Damage should match the mistake
The goal is to move away from treating the boat like a single durability bar. Different mistakes should hurt different systems. Hit a dock too hard and the hull should take the story. Force a shoal-draft boat through shallow water and the keel should take the consequences. Carry too much sail in heavy weather and the rigging should be the part that starts complaining.
That gives the player something more understandable than generic wear. You do not just know that the boat is worse. You know what went wrong.
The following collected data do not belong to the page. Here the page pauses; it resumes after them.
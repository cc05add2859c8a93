//! REST API handlers.
//!
//! Each handler resolves the tenant from the `x-tenant-id` header, calls
//! into the engines, and maps engine errors onto HTTP statuses:
//! validation 400, not-found 404, conflict 409, illegal transition 403,
//! store failure 500.

use axum::Json;
use axum::extract::{Path, State};
use axum::http::{HeaderMap, StatusCode};
use axum::response::IntoResponse;

use route_core::*;
use routegrid_confirm::{ConfirmError, ConfirmRequest};
use routegrid_reassign::{ApplyRequest, ImpactRequest, OptionsRequest, ReassignError};
use routegrid_state::StateError;
use routegrid_stops::{StopError, TransitionRequest};
use routegrid_validate::ValidationReport;
use routegrid_workflow::RegistryError;

use crate::ApiState;

/// Response wrapper for consistent API format.
#[derive(serde::Serialize)]
struct ApiResponse<T: serde::Serialize> {
    success: bool,
    #[serde(skip_serializing_if = "Option::is_none")]
    data: Option<T>,
    #[serde(skip_serializing_if = "Option::is_none")]
    error: Option<String>,
}

impl<T: serde::Serialize> ApiResponse<T> {
    fn ok(data: T) -> Json<Self> {
        Json(Self {
            success: true,
            data: Some(data),
            error: None,
        })
    }
}

fn error_response(msg: &str, status: StatusCode) -> axum::response::Response {
    (
        status,
        Json(ApiResponse::<()> {
            success: false,
            data: None,
            error: Some(msg.to_string()),
        }),
    )
        .into_response()
}

/// Resolve the tenant from `x-tenant-id`. Every route requires it.
fn tenant(headers: &HeaderMap) -> Result<String, axum::response::Response> {
    headers
        .get("x-tenant-id")
        .and_then(|v| v.to_str().ok())
        .filter(|v| !v.is_empty())
        .map(str::to_string)
        .ok_or_else(|| error_response("missing x-tenant-id header", StatusCode::BAD_REQUEST))
}

fn state_status(err: &StateError) -> StatusCode {
    match err {
        StateError::NotFound(_) => StatusCode::NOT_FOUND,
        StateError::Conflict(_) => StatusCode::CONFLICT,
        _ => StatusCode::INTERNAL_SERVER_ERROR,
    }
}

fn confirm_error(err: ConfirmError) -> axum::response::Response {
    use ConfirmError::*;
    let status = match &err {
        JobNotFound(_) | ConfigurationNotFound(_) => StatusCode::NOT_FOUND,
        AlreadyConfirmed(_) | UnresolvedWarnings(_) => StatusCode::CONFLICT,
        JobNotCompleted(_) | OptimizationInProgress | EmptyRoutes | NothingToConfirm
        | ValidationFailed(_) => StatusCode::BAD_REQUEST,
        MissingResult(_) => StatusCode::INTERNAL_SERVER_ERROR,
        State(e) => state_status(e),
    };
    let message = err.to_string();
    // Validation outcomes carry the full report so the caller can act.
    let report: Option<ValidationReport> = match err {
        ValidationFailed(report) | UnresolvedWarnings(report) => Some(report),
        _ => None,
    };
    (
        status,
        Json(ApiResponse {
            success: false,
            data: report,
            error: Some(message),
        }),
    )
        .into_response()
}

fn registry_error(err: RegistryError) -> axum::response::Response {
    let status = match &err {
        RegistryError::Workflow(_) => StatusCode::BAD_REQUEST,
        RegistryError::StateNotFound(_) => StatusCode::NOT_FOUND,
        RegistryError::State(e) => state_status(e),
    };
    error_response(&err.to_string(), status)
}

fn stop_error(err: StopError) -> axum::response::Response {
    let status = match &err {
        StopError::StopNotFound(_) | StopError::UnknownWorkflowState(_) => StatusCode::NOT_FOUND,
        StopError::IllegalTransition { .. } => StatusCode::FORBIDDEN,
        StopError::WorkflowStateMismatch { .. } | StopError::MissingRequirement(_) => {
            StatusCode::BAD_REQUEST
        }
        StopError::Registry(RegistryError::State(e)) => state_status(e),
        StopError::Registry(_) => StatusCode::BAD_REQUEST,
        StopError::State(e) => state_status(e),
    };
    error_response(&err.to_string(), status)
}

fn reassign_error(err: ReassignError) -> axum::response::Response {
    let status = match &err {
        ReassignError::JobNotFound(_)
        | ReassignError::NoCompletedJob
        | ReassignError::DriverNotFound(_)
        | ReassignError::VehicleNotFound(_) => StatusCode::NOT_FOUND,
        ReassignError::OrderNotInPlan(_)
        | ReassignError::MissingTargetDriver
        | ReassignError::NothingToApply => StatusCode::BAD_REQUEST,
        ReassignError::MissingResult(_) => StatusCode::INTERNAL_SERVER_ERROR,
        ReassignError::State(e) => state_status(e),
    };
    error_response(&err.to_string(), status)
}

// ── Jobs ───────────────────────────────────────────────────────

/// GET /api/v1/jobs/{job_id}/validate
pub async fn validate_job(
    State(state): State<ApiState>,
    headers: HeaderMap,
    Path(job_id): Path<String>,
) -> impl IntoResponse {
    let tenant = match tenant(&headers) {
        Ok(t) => t,
        Err(resp) => return resp,
    };
    let job = match state.store.get_job(&tenant, &job_id) {
        Ok(Some(job)) => job,
        Ok(None) => return error_response("job not found", StatusCode::NOT_FOUND),
        Err(e) => return error_response(&e.to_string(), state_status(&e)),
    };
    let Some(result) = &job.result else {
        return error_response("job has no result to validate", StatusCode::BAD_REQUEST);
    };
    match state.validator.validate(&tenant, result) {
        Ok(report) => ApiResponse::ok(report).into_response(),
        Err(e) => error_response(&e.to_string(), state_status(&e)),
    }
}

/// Confirm request body.
#[derive(serde::Deserialize)]
#[serde(rename_all = "camelCase")]
pub struct ConfirmBody {
    #[serde(default)]
    pub override_warnings: bool,
    #[serde(default)]
    pub confirmation_note: Option<String>,
    #[serde(default)]
    pub plan_name: Option<String>,
    pub confirmed_by: String,
}

/// POST /api/v1/jobs/{job_id}/confirm
pub async fn confirm_job(
    State(state): State<ApiState>,
    headers: HeaderMap,
    Path(job_id): Path<String>,
    Json(body): Json<ConfirmBody>,
) -> impl IntoResponse {
    let tenant = match tenant(&headers) {
        Ok(t) => t,
        Err(resp) => return resp,
    };
    let req = ConfirmRequest {
        job_id,
        override_warnings: body.override_warnings,
        confirmation_note: body.confirmation_note,
        plan_name: body.plan_name,
        confirmed_by: body.confirmed_by,
    };
    match state.confirm.confirm(&tenant, &req) {
        Ok(outcome) => ApiResponse::ok(outcome).into_response(),
        Err(e) => confirm_error(e),
    }
}

/// GET /api/v1/jobs/{job_id}/metrics
pub async fn job_metrics(
    State(state): State<ApiState>,
    headers: HeaderMap,
    Path(job_id): Path<String>,
) -> impl IntoResponse {
    let tenant = match tenant(&headers) {
        Ok(t) => t,
        Err(resp) => return resp,
    };
    match state.store.get_plan_metrics(&tenant, &job_id) {
        Ok(Some(metrics)) => ApiResponse::ok(metrics).into_response(),
        Ok(None) => error_response("no metrics for this job", StatusCode::NOT_FOUND),
        Err(e) => error_response(&e.to_string(), state_status(&e)),
    }
}

// ── Reassignments ──────────────────────────────────────────────

/// POST /api/v1/reassignments/options
pub async fn reassignment_options(
    State(state): State<ApiState>,
    headers: HeaderMap,
    Json(req): Json<OptionsRequest>,
) -> impl IntoResponse {
    let tenant = match tenant(&headers) {
        Ok(t) => t,
        Err(resp) => return resp,
    };
    match state.reassign.options(&tenant, &req) {
        Ok(outcome) => ApiResponse::ok(outcome).into_response(),
        Err(e) => reassign_error(e),
    }
}

/// POST /api/v1/reassignments/impact
pub async fn reassignment_impact(
    State(state): State<ApiState>,
    headers: HeaderMap,
    Json(req): Json<ImpactRequest>,
) -> impl IntoResponse {
    let tenant = match tenant(&headers) {
        Ok(t) => t,
        Err(resp) => return resp,
    };
    match state.reassign.impact(&tenant, &req) {
        Ok(estimate) => ApiResponse::ok(estimate).into_response(),
        Err(e) => reassign_error(e),
    }
}

/// POST /api/v1/reassignments/apply
pub async fn reassignment_apply(
    State(state): State<ApiState>,
    headers: HeaderMap,
    Json(req): Json<ApplyRequest>,
) -> impl IntoResponse {
    let tenant = match tenant(&headers) {
        Ok(t) => t,
        Err(resp) => return resp,
    };
    match state.reassign.apply(&tenant, &req) {
        Ok(outcome) => ApiResponse::ok(outcome).into_response(),
        Err(e) => reassign_error(e),
    }
}

// ── Route stops ────────────────────────────────────────────────

/// Stop transition request body.
#[derive(serde::Deserialize)]
#[serde(rename_all = "camelCase")]
pub struct TransitionBody {
    pub new_status: StopStatus,
    #[serde(default)]
    pub workflow_state_id: Option<String>,
    pub actor: String,
    #[serde(default)]
    pub reason: Option<String>,
    #[serde(default)]
    pub notes: Option<String>,
    #[serde(default)]
    pub evidence_urls: Vec<String>,
    #[serde(default)]
    pub actual_arrival: Option<i64>,
}

/// POST /api/v1/stops/{stop_id}/transition
pub async fn transition_stop(
    State(state): State<ApiState>,
    headers: HeaderMap,
    Path(stop_id): Path<String>,
    Json(body): Json<TransitionBody>,
) -> impl IntoResponse {
    let tenant = match tenant(&headers) {
        Ok(t) => t,
        Err(resp) => return resp,
    };
    let req = TransitionRequest {
        new_status: body.new_status,
        workflow_state_id: body.workflow_state_id,
        actor: body.actor,
        reason: body.reason,
        notes: body.notes,
        evidence_urls: body.evidence_urls,
        actual_arrival: body.actual_arrival,
    };
    match state.stops.transition(&tenant, &stop_id, &req) {
        Ok(outcome) => ApiResponse::ok(serde_json::json!({
            "stop": outcome.stop,
            "historySeq": outcome.history_seq,
            "orderStarted": outcome.order_started,
            "orderCompleted": outcome.order_completed,
        }))
        .into_response(),
        Err(e) => stop_error(e),
    }
}

/// GET /api/v1/stops/{stop_id}/history
pub async fn stop_history(
    State(state): State<ApiState>,
    headers: HeaderMap,
    Path(stop_id): Path<String>,
) -> impl IntoResponse {
    let tenant = match tenant(&headers) {
        Ok(t) => t,
        Err(resp) => return resp,
    };
    match state.stops.history(&tenant, &stop_id) {
        Ok(history) => ApiResponse::ok(history).into_response(),
        Err(e) => stop_error(e),
    }
}

// ── Workflow definitions ───────────────────────────────────────

/// GET /api/v1/workflow/states
pub async fn list_workflow_states(
    State(state): State<ApiState>,
    headers: HeaderMap,
) -> impl IntoResponse {
    let tenant = match tenant(&headers) {
        Ok(t) => t,
        Err(resp) => return resp,
    };
    match state.workflows.list_states(&tenant) {
        Ok(states) => ApiResponse::ok(states).into_response(),
        Err(e) => registry_error(e),
    }
}

/// POST /api/v1/workflow/states
pub async fn put_workflow_state(
    State(state): State<ApiState>,
    headers: HeaderMap,
    Json(mut body): Json<WorkflowState>,
) -> impl IntoResponse {
    let tenant = match tenant(&headers) {
        Ok(t) => t,
        Err(resp) => return resp,
    };
    body.tenant_id = tenant;
    match state.workflows.put_state(body.clone()) {
        Ok(()) => (StatusCode::CREATED, ApiResponse::ok(body)).into_response(),
        Err(e) => registry_error(e),
    }
}

/// DELETE /api/v1/workflow/states/{state_id}
pub async fn delete_workflow_state(
    State(state): State<ApiState>,
    headers: HeaderMap,
    Path(state_id): Path<String>,
) -> impl IntoResponse {
    let tenant = match tenant(&headers) {
        Ok(t) => t,
        Err(resp) => return resp,
    };
    match state.workflows.remove_state(&tenant, &state_id) {
        Ok(()) => ApiResponse::ok("deleted").into_response(),
        Err(e) => registry_error(e),
    }
}

/// POST /api/v1/workflow/transitions
pub async fn set_workflow_transition(
    State(state): State<ApiState>,
    headers: HeaderMap,
    Json(mut body): Json<WorkflowTransition>,
) -> impl IntoResponse {
    let tenant = match tenant(&headers) {
        Ok(t) => t,
        Err(resp) => return resp,
    };
    body.tenant_id = tenant;
    match state.workflows.set_transition(body.clone()) {
        Ok(()) => ApiResponse::ok(body).into_response(),
        Err(e) => registry_error(e),
    }
}

// ── Plans ──────────────────────────────────────────────────────

/// DELETE /api/v1/plans/{config_id}
pub async fn delete_plan(
    State(state): State<ApiState>,
    headers: HeaderMap,
    Path(config_id): Path<String>,
) -> impl IntoResponse {
    let tenant = match tenant(&headers) {
        Ok(t) => t,
        Err(resp) => return resp,
    };
    match state.store.commit_plan_deletion(&tenant, &config_id) {
        Ok(deletion) => ApiResponse::ok(serde_json::json!({
            "configId": config_id,
            "jobsDeleted": deletion.jobs_deleted,
            "stopsDeleted": deletion.stops_deleted,
            "ordersReverted": deletion.orders_reverted,
        }))
        .into_response(),
        Err(e) => error_response(&e.to_string(), state_status(&e)),
    }
}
Inspections versus live damage
The repair workflow also opens up a useful distinction between inspected condition and current condition. A yard inspection might tell you the underwater hull was excellent the last time the boat was hauled, but a hard grounding after that should be able to change the live picture immediately.
That makes maintenance feel more like a working vessel and less like a perfect information spreadsheet. You might know the last certified state of the boat, but you still need to respect what has happened since.
Why repair should take real time
Because Portbound Seas is persistent, repair should live on the same timeline as sailing. If the player fixes something themselves, it should take real parts and real-world time to complete. That makes self-repair a meaningful tradeoff: lower cost, but more downtime and more dependency on the captain’s skill.
Shipyard repair is the counterweight. It should cost more money, but it gets the boat back into service faster and with less interruption to contracts and travel plans.
The decision the player gets to make
This is where the system becomes gameplay instead of menu work. Do you save money and spend the next real-life hours repairing the boat yourself? Or do you pay a yard to handle it so you can get back to work sooner? The answer may depend on what failed, what parts you have, how skilled your captain is, and whether a promising contract board is waiting in the next harbor.
The point is not to punish the player for damage. The point is to make damage and repair part of the life of the boat.